PROBLEM DESCRIPTION:
Would you repeat exactly the part of the listing below that runs from the line containing "GitHub REST API." down to the line containing "pub struct NewPullRequest", inclusive, and nothing else?

LISTED ENTRIES section start

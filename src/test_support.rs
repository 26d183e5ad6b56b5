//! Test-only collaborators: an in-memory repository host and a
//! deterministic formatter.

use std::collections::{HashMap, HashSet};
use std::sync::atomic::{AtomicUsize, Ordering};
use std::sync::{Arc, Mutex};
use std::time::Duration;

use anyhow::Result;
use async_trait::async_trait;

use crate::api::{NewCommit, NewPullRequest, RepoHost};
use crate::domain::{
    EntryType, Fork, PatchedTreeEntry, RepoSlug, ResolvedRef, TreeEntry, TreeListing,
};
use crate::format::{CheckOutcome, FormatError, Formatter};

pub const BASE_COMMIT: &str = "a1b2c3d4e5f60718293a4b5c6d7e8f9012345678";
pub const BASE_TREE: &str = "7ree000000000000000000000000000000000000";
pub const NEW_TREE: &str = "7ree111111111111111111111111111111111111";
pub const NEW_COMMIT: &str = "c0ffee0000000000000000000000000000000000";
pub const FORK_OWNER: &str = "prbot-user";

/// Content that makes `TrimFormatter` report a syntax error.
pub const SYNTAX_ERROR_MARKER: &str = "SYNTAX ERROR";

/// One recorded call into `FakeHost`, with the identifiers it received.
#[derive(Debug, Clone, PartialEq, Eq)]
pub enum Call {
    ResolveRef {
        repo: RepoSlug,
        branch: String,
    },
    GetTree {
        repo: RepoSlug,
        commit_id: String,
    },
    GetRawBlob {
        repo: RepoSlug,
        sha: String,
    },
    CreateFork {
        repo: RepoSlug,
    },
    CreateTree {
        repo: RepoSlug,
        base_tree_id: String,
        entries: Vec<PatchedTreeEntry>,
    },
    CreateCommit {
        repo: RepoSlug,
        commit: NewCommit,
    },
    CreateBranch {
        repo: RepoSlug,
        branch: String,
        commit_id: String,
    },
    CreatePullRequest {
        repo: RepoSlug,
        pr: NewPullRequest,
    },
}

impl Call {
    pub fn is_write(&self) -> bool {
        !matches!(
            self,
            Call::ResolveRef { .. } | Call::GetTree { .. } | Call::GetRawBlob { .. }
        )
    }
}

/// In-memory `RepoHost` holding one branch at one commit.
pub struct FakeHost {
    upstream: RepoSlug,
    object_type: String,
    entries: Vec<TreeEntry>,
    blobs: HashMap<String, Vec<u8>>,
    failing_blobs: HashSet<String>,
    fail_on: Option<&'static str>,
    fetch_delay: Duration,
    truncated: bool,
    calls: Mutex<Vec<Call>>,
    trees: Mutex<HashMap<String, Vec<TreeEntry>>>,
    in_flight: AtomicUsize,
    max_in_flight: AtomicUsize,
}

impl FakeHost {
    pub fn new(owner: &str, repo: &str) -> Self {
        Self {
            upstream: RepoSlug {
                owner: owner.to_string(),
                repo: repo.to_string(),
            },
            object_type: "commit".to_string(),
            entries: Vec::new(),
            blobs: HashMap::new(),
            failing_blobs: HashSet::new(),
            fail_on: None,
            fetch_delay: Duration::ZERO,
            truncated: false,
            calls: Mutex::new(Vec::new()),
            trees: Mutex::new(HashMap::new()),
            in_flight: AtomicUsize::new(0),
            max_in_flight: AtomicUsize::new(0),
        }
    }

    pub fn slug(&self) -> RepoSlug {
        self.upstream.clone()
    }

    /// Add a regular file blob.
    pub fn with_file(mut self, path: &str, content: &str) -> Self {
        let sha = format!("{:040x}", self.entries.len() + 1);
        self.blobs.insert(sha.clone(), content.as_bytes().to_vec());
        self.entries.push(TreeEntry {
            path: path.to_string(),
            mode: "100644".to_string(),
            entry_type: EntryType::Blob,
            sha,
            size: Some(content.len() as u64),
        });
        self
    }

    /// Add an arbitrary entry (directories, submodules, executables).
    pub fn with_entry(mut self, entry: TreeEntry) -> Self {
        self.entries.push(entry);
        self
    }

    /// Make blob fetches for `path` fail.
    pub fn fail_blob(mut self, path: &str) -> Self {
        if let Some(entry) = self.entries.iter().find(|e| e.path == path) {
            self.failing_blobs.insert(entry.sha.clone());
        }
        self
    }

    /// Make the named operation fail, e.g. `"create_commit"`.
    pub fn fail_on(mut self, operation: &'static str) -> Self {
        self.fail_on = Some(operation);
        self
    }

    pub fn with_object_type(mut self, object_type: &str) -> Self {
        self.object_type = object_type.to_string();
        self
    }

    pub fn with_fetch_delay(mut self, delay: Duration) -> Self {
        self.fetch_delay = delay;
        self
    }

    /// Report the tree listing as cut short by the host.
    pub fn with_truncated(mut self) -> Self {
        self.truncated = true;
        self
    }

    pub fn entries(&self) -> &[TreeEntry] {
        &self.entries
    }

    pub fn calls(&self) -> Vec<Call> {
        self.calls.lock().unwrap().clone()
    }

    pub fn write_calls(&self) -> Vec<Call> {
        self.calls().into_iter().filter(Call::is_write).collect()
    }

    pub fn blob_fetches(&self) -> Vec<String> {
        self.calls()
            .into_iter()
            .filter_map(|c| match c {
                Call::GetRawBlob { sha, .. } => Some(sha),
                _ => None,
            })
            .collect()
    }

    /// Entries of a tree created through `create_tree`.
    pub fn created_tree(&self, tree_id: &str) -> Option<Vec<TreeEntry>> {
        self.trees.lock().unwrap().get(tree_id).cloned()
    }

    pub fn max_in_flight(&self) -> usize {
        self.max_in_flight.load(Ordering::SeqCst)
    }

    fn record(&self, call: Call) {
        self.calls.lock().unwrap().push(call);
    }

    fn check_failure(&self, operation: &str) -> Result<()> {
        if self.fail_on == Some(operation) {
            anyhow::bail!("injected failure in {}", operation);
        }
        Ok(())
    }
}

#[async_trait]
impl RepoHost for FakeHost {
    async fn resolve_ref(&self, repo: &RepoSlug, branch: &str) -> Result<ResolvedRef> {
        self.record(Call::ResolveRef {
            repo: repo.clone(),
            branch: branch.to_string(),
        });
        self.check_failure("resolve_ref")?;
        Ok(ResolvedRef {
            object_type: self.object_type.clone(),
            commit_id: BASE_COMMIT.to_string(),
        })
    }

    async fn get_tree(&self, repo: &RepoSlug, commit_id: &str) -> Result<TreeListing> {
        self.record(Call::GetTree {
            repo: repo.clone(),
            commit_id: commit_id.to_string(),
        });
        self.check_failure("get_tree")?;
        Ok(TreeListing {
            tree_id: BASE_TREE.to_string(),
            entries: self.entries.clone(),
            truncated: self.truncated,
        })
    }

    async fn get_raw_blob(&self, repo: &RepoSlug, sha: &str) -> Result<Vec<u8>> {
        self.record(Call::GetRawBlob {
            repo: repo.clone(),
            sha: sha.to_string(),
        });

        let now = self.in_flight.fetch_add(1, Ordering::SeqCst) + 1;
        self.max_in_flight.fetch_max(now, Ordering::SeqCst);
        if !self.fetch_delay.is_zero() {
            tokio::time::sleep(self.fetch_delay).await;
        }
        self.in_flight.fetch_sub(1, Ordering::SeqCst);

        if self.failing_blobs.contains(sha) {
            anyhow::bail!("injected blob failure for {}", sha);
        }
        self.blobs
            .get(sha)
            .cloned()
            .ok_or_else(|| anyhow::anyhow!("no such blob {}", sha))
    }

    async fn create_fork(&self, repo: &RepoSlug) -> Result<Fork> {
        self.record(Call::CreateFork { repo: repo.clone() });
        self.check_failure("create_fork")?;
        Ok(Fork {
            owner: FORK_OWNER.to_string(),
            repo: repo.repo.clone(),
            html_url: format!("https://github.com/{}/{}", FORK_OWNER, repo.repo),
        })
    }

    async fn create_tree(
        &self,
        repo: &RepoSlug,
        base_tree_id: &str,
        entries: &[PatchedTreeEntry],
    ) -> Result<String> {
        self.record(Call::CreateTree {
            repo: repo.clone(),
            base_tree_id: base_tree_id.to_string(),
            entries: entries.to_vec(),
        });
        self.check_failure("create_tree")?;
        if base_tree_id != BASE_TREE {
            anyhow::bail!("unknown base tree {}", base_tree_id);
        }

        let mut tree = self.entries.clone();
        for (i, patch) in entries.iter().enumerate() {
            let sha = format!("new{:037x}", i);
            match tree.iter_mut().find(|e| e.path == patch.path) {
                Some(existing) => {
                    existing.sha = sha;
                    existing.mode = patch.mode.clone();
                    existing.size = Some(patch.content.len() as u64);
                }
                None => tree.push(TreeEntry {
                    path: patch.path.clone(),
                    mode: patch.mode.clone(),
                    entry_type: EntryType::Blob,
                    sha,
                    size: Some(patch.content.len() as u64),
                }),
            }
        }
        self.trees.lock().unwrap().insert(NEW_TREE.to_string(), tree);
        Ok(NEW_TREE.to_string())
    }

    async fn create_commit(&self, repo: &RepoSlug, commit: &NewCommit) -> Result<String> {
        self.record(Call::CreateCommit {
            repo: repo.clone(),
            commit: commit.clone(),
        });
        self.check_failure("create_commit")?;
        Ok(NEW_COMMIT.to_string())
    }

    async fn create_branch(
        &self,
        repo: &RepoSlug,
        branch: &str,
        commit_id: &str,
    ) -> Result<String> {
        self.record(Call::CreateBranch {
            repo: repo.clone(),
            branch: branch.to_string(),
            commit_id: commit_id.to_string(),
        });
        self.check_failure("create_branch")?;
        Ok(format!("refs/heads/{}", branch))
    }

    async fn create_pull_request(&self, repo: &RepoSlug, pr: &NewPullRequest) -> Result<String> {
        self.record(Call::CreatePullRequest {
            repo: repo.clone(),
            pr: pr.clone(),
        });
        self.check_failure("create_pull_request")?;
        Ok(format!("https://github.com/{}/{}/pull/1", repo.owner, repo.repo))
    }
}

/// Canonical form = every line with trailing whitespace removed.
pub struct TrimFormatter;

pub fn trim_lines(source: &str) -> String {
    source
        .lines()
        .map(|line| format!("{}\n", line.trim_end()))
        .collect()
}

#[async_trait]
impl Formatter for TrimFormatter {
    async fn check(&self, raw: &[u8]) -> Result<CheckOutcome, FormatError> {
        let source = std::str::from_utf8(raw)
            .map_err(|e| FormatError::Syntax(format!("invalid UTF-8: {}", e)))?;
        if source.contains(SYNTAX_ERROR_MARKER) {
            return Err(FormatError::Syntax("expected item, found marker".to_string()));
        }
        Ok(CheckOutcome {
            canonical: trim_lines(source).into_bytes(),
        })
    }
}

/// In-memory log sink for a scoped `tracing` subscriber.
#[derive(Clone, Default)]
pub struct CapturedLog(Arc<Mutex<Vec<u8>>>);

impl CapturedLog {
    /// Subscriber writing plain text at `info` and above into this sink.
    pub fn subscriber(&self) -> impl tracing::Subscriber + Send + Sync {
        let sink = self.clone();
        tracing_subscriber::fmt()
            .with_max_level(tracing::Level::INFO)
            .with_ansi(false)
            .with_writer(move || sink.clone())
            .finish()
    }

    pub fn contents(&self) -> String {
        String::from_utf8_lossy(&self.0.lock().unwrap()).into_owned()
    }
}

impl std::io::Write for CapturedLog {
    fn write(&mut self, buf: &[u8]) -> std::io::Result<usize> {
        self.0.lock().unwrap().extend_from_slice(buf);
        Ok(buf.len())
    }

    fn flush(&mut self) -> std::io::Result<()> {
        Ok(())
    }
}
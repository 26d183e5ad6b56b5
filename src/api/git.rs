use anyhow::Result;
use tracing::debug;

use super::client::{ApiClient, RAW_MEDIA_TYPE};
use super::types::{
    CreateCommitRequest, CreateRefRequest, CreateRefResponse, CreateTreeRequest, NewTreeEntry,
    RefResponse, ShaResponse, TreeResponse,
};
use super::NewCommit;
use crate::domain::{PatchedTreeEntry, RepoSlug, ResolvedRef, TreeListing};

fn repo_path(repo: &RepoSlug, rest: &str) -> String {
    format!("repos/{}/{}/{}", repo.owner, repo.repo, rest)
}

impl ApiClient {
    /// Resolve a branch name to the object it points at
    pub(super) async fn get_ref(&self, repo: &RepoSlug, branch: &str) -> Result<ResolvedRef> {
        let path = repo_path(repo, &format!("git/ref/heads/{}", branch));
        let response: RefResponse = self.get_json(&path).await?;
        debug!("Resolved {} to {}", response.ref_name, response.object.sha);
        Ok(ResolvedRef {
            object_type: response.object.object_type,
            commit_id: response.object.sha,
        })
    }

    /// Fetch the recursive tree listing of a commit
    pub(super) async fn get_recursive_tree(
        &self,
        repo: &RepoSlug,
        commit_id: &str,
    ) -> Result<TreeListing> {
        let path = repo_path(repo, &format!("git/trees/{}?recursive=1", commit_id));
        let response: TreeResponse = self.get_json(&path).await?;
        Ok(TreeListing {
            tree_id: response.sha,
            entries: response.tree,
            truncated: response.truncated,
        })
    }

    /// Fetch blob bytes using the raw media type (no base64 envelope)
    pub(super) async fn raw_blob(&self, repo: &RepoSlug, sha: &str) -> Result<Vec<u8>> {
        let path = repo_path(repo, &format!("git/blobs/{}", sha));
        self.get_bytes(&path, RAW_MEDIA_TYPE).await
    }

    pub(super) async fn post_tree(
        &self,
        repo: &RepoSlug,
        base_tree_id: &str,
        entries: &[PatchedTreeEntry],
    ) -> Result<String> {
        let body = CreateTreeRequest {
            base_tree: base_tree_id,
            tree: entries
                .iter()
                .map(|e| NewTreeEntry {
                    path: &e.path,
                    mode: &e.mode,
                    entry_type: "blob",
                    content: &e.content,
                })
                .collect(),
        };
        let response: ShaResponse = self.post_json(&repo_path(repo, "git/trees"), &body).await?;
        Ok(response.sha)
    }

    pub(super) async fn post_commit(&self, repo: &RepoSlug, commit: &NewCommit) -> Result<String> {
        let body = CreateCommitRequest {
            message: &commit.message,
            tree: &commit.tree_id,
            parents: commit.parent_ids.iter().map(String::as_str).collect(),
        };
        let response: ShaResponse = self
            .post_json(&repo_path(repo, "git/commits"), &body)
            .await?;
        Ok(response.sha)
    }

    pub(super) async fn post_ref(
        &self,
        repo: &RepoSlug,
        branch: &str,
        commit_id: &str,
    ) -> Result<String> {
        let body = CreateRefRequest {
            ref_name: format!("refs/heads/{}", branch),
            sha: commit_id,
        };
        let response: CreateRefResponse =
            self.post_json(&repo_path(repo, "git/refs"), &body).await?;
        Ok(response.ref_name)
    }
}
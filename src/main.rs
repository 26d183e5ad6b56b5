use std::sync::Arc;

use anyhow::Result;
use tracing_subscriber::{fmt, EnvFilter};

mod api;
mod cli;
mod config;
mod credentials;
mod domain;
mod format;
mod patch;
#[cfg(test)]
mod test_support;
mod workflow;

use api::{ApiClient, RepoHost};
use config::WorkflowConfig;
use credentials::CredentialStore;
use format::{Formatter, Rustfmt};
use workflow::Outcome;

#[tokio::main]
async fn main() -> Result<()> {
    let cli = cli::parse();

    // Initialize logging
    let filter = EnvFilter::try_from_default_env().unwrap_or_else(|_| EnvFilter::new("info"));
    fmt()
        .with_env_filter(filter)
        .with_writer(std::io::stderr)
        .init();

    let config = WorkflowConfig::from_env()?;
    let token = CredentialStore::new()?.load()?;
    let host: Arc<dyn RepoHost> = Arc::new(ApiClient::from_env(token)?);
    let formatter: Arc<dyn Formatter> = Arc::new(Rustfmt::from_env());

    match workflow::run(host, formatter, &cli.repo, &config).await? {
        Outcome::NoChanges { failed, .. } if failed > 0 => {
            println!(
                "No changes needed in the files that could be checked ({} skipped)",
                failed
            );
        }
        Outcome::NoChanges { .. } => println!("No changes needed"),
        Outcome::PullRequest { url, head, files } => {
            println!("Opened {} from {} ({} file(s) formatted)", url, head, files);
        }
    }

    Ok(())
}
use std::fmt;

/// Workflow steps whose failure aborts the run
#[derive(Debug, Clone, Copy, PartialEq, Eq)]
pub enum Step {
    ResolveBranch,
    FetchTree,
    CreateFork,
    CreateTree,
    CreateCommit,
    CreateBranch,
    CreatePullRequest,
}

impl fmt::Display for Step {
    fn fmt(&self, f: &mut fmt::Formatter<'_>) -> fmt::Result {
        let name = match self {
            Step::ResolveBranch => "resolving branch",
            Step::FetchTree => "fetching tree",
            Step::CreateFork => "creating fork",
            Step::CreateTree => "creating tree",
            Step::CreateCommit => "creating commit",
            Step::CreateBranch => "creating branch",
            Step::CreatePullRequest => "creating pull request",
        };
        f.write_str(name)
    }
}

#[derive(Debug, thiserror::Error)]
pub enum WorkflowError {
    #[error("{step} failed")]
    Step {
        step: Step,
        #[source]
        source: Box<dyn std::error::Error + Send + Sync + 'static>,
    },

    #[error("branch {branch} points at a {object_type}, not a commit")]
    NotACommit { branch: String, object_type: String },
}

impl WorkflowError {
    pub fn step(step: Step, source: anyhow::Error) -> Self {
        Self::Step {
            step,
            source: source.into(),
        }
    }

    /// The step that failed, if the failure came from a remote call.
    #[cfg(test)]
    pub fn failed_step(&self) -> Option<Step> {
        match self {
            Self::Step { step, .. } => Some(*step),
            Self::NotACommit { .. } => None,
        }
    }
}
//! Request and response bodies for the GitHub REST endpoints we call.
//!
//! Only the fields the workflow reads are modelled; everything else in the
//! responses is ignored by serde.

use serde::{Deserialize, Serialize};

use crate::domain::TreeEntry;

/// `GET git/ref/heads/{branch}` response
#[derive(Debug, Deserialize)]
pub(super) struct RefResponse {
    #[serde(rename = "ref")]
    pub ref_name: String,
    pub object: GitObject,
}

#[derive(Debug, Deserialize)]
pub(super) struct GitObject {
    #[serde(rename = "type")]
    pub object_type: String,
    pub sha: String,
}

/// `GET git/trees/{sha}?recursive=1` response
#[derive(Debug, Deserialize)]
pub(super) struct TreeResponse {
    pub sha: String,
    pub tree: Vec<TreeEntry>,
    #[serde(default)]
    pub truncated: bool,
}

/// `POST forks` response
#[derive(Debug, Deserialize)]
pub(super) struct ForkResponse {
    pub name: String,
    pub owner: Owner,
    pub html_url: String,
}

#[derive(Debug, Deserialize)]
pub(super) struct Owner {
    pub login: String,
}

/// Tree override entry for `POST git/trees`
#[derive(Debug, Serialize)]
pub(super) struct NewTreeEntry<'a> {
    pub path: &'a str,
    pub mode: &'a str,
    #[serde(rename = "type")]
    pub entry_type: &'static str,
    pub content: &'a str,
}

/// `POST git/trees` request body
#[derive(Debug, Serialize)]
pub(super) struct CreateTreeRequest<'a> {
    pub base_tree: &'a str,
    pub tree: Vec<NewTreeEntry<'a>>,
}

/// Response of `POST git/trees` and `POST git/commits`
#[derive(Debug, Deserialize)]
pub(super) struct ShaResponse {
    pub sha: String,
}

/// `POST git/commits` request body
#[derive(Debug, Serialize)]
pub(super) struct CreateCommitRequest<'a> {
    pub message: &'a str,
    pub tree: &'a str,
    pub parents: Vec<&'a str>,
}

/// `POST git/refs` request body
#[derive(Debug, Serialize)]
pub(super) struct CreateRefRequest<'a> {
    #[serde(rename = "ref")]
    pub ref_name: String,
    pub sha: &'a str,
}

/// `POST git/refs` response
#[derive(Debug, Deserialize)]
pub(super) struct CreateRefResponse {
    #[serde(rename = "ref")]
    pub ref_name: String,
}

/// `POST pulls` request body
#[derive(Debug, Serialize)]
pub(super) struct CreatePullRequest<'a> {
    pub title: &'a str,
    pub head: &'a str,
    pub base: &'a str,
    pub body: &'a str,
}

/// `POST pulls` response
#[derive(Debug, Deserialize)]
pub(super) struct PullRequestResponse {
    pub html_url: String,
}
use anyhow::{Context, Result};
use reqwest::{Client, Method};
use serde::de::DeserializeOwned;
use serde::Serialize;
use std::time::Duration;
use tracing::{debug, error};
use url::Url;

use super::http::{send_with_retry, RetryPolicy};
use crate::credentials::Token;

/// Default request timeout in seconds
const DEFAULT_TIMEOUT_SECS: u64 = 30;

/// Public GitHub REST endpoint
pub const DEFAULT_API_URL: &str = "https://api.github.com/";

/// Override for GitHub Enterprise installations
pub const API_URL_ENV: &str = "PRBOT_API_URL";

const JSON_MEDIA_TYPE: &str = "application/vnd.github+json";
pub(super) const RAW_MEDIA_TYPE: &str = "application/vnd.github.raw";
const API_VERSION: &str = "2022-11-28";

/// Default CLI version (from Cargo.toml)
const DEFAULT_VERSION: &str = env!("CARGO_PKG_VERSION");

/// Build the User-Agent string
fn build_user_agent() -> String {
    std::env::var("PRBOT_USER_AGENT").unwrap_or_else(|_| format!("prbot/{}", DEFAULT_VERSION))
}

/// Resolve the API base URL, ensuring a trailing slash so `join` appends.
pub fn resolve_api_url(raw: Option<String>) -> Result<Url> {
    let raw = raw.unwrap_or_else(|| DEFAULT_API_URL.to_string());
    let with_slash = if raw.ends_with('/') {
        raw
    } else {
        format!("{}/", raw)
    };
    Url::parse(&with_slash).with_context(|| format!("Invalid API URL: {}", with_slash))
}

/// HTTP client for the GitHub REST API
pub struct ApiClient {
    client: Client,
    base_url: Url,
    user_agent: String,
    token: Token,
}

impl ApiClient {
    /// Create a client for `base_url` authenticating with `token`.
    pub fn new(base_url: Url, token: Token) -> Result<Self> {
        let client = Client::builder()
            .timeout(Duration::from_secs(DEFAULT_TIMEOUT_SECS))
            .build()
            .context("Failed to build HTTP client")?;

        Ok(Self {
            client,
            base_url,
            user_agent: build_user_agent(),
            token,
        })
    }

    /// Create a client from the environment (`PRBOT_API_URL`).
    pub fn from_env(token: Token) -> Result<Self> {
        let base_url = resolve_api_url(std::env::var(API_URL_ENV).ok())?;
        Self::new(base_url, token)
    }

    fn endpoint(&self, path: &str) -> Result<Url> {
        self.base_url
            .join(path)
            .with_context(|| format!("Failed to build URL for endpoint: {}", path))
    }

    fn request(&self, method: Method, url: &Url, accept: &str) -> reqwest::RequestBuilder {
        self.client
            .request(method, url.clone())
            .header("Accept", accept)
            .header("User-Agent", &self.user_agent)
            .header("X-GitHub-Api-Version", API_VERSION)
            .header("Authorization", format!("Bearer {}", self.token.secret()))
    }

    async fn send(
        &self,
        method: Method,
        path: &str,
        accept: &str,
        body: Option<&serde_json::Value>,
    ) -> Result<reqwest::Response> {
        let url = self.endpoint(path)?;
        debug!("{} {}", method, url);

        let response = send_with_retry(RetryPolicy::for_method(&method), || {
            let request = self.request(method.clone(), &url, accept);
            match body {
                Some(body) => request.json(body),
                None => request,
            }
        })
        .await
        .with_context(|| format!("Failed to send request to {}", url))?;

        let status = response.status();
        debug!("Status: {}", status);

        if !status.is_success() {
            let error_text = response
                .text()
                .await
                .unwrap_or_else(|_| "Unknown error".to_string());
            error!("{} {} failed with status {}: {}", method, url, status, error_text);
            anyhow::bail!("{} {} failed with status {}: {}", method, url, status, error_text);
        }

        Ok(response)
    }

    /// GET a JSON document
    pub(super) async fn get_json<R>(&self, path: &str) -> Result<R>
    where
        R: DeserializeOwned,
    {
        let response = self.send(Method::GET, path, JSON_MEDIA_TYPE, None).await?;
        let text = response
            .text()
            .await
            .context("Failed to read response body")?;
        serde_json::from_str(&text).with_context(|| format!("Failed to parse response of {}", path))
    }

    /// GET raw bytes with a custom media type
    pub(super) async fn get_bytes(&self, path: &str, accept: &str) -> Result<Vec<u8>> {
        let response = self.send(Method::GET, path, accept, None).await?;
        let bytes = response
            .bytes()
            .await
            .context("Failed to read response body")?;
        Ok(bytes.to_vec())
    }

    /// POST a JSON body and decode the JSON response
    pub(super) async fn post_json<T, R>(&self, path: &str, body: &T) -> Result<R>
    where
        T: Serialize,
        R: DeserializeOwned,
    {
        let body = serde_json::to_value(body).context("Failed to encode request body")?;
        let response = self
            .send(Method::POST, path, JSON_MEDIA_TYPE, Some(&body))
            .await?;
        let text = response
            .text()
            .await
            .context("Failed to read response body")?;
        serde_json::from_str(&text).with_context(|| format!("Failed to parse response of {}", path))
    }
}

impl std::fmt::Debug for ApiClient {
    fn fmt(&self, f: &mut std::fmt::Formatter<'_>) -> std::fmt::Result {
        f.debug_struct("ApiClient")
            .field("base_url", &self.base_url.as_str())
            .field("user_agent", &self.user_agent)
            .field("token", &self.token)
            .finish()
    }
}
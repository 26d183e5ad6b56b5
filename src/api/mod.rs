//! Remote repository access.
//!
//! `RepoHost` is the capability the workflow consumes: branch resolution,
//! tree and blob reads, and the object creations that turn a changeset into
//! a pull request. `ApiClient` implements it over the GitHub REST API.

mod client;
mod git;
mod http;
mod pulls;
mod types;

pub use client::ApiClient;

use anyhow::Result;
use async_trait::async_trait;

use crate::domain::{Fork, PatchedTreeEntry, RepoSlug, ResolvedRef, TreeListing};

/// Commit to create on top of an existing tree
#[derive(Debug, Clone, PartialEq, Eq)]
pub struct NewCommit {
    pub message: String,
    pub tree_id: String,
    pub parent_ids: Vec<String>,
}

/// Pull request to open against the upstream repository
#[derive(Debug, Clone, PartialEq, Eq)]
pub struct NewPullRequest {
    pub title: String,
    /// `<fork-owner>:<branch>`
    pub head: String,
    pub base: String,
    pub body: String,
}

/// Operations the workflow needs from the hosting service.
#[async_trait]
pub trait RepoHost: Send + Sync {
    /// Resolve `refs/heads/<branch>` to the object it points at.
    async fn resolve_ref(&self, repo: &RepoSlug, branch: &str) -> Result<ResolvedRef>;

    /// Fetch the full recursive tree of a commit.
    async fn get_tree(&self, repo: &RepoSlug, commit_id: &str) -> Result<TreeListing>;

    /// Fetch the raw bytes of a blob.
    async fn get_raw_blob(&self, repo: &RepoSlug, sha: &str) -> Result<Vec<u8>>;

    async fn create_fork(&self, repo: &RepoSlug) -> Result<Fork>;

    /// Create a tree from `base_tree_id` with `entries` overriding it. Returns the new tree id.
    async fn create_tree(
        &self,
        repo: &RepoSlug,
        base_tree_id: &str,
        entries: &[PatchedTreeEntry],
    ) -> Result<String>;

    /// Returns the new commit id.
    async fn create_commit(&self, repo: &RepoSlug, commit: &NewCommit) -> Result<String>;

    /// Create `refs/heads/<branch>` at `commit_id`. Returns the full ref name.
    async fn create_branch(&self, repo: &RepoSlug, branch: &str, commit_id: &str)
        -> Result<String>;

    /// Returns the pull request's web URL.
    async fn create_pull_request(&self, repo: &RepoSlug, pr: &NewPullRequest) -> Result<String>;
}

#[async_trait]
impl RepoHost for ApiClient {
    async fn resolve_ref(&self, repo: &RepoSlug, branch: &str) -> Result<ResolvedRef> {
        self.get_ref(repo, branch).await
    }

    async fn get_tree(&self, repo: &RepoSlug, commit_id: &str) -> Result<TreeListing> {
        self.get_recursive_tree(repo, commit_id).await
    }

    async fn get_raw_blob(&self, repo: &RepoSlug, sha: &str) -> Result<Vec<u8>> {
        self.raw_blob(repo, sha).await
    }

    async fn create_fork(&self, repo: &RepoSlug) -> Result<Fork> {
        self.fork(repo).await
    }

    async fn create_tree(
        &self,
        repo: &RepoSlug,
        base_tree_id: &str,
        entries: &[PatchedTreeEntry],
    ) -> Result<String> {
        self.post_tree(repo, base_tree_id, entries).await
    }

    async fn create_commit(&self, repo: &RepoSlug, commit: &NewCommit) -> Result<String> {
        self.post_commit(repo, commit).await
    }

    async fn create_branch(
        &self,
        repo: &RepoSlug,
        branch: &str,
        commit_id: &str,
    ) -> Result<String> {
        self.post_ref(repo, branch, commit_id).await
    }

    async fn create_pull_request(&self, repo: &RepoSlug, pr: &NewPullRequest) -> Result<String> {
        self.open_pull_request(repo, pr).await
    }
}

LISTED ENTRIES section end

COMPLETED TASK:
//! a pull request. `ApiClient` implements it over the GitHub REST API.

mod client;
mod git;
mod http;
mod pulls;
mod types;

pub use client::ApiClient;

use anyhow::Result;
use async_trait::async_trait;

use crate::domain::{Fork, PatchedTreeEntry, RepoSlug, ResolvedRef, TreeListing};

/// Commit to create on top of an existing tree
#[derive(Debug, Clone, PartialEq, Eq)]
pub struct NewCommit {
    pub message: String,
    pub tree_id: String,
    pub parent_ids: Vec<String>,
}

/// Pull request to open against the upstream repository
#[derive(Debug, Clone, PartialEq, Eq)]
pub struct NewPullRequest {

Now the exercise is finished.